2011 ACM SIGPLAN/SIGOPS
International Conference on Virtual Execution Environments (VEE'11)
Call for Papers
http://www.cs.technion.ac.il/~erez/vee11/VEE_2011/Home_Page.html


March 9th-11th, 2011
Newport Beach Marriott Hotel
900 Newport Center Drive
Newport Beach, CA


Virtualization, broadly speaking, is a recognition of the adage that
any problem in computer science can be solved through the introduction
of an additional layer of indirection. The technique is applied to
modern systems at many interfaces, from hardware (Xen, VMware), to OS
system calls (VServers, Jails), to high-level language run times
(Java, Python). While these approaches differ dramatically in
implementation, they provide similar benefits and often must tackle
related challenges.


The 2011 ACM SIGPLAN/SIGOPS International Conference on Virtual
Execution Environments brings together researchers across the many
applications of virtualization in today's systems. We invite original
papers on topics relating to virtualization -- especially those that
will have broad appeal across these approaches.

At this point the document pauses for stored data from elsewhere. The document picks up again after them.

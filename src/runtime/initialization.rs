//! # Initialization
//!
//! Controller startup: rustls setup, tracing, configuration, metrics, the
//! probe server, the Vault login and the Kubernetes client.

use crate::config::ControllerConfig;
use crate::controller::reconciler::Reconciler;
use crate::observability::{self, metrics};
use crate::provider::vault::VaultNamespaceClient;
use crate::runtime::leader_election::{default_identity, LeaderElector};
use crate::provider::NamespaceGateway;
use crate::server::{start_server, ServerState};
use anyhow::{Context, Result};
use k8s_openapi::api::core::v1::Namespace;
use kube::{api::Api, Client};
use std::path::Path;
use std::sync::Arc;
use tracing::{debug, error, info, warn};

/// Everything the watch loop needs to run
pub struct InitializationResult {
    /// Cluster-scoped namespace API
    pub namespaces: Api<Namespace>,
    pub config: ControllerConfig,
    pub reconciler: Arc<Reconciler>,
    pub server_state: Arc<ServerState>,
    /// Present when leader election is enabled
    pub leader: Option<LeaderElector>,
}

impl std::fmt::Debug for InitializationResult {
    fn fmt(&self, f: &mut std::fmt::Formatter<'_>) -> std::fmt::Result {
        f.debug_struct("InitializationResult")
            .field("reconciler", &self.reconciler)
            .field("server_ready", &self.server_state.ready())
            .field("leader", &self.leader)
            .finish_non_exhaustive()
    }
}

/// Initialize the controller runtime
///
/// This function handles:
/// - rustls crypto provider setup
/// - Tracing subscriber setup
/// - Configuration loading and validation
/// - Metrics registration
/// - HTTP server startup
/// - Vault login
/// - Kubernetes client creation
/// - Leader lease setup
pub async fn initialize(config_path: Option<&Path>) -> Result<InitializationResult> {
    // Must run before any TLS connection is made
    let provider_installed = rustls::crypto::ring::default_provider()
        .install_default()
        .is_ok();

    observability::init_tracing();
    if !provider_installed {
        debug!("rustls crypto provider was already installed");
    }

    info!(
        "Starting Vault Namespace Controller v{}",
        option_env!("VERSION").unwrap_or(env!("CARGO_PKG_VERSION"))
    );

    let config = ControllerConfig::load(config_path).context("Failed to load configuration")?;
    log_configuration(&config);

    metrics::register_metrics()?;

    let server_state = Arc::new(ServerState::default());
    let server_addr = config.metrics_socket_addr()?;
    let server_state_clone = server_state.clone();
    tokio::spawn(async move {
        if let Err(e) = start_server(server_addr, server_state_clone).await {
            error!("HTTP server error: {}", e);
        }
    });

    let gateway = connect_vault(&config).await?;
    let reconciler = Arc::new(Reconciler::new(
        gateway,
        config.sync_policy(),
        config.path_template()?,
        config.reconciler_settings(),
    ));

    let client = Client::try_default()
        .await
        .context("Failed to create Kubernetes client")?;
    let leader = config
        .leader_election
        .then(|| LeaderElector::new(client.clone(), default_identity()));
    let namespaces: Api<Namespace> = Api::all(client);

    info!("Controller initialized, starting watch loop...");

    Ok(InitializationResult {
        namespaces,
        config,
        reconciler,
        server_state,
        leader,
    })
}

async fn connect_vault(config: &ControllerConfig) -> Result<Arc<dyn NamespaceGateway>> {
    let client = match VaultNamespaceClient::connect(&config.vault).await {
        Ok(client) => client,
        Err(e) => {
            metrics::set_vault_connection_up(false);
            return Err(e).context(format!("Failed to connect to vault at {}", config.vault.address));
        }
    };
    metrics::set_vault_connection_up(true);

    match client.token_ttl().await {
        Ok(ttl) => {
            metrics::set_vault_token_ttl(ttl);
            info!("Vault token TTL: {}s", ttl);
        }
        Err(e) => warn!("Failed to look up vault token TTL: {}", e),
    }

    Ok(Arc::new(client))
}

/// Log the effective configuration without credentials
fn log_configuration(config: &ControllerConfig) {
    info!(
        vault_address = %config.vault.address,
        namespace_root = config.vault.namespace_root.as_deref().unwrap_or(""),
        auth_method = config.vault.auth.as_ref().map_or("none", |auth| auth.method.name()),
        tls = config.vault.tls_configured(),
        insecure = config.vault.insecure,
        "Vault configuration"
    );
    info!(
        reconcile_interval_secs = config.reconcile_interval,
        reconcile_timeout_secs = config.reconcile_timeout,
        error_requeue_secs = config.error_requeue_interval,
        delete_vault_namespaces = config.delete_vault_namespaces,
        namespace_format = %config.namespace_format,
        include_namespaces = ?config.include_namespaces,
        exclude_namespaces = ?config.exclude_namespaces,
        max_concurrent_reconciles = config.max_concurrent_reconciles,
        leader_election = config.leader_election,
        metrics_bind_address = %config.metrics_bind_address,
        "Controller configuration"
    );
    if config.vault.insecure {
        warn!("TLS certificate verification for vault is disabled");
    }
}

Topics of interest include, but are not limited to, the following
areas:
- Design and implementation of the virtualization layer,


- The use of virtualization to provide novel functionality, such
      as high availability, enhanced security and dependability,


- Challenges in applying virtualization in new environments, such
      as unusual architectures, real-time constraints, and very large
      scales,


- Novel virtualization techniques to support cloud computing,


- Development and debugging for virtual environments, such as
      record/replay debugging and omniscience,


- I/O concerns specific to virtualization,


- Experience reports from deployments of virtualized environments,


- Impact of virtualization on performance models,


In short, the conference is broadly interested in lessons from
virtualization that will apply to a wide range of researchers as
well as the novel use of virtualization techniques to solve
practical problems.


Important Dates:
Abstract Submission : October 25, 2010
Full Paper Submission : November 1, 2010
Notification : December 20, 2010
Camera Ready : January 17, 2011


Submission Guidelines:


Papers should attack an interesting problem and should clearly
articulate their contribution relative to previous work. All
submissions should be in the ACM SIGPLAN (9pt) format
(http://acm.org/sigplan/authorInformation.htm) and should be no more
than twelve pages in total length. Pages should be numbered, and
submissions must be legible when printed in black and white. Papers
that do not conform to these guidelines may be automatically rejected
without review.


Submitted papers must describe work unpublished in venues with a
formal proceedings, and not currently submitted for publication
elsewhere. See the SIGPLAN republication policy for more details
(http://www.acm.org/sigs/sigplan/republicationpolicy.htm). Authors of
accepted papers will be required to sign ACM copyright release
forms. Proceedings will be published by ACM Press.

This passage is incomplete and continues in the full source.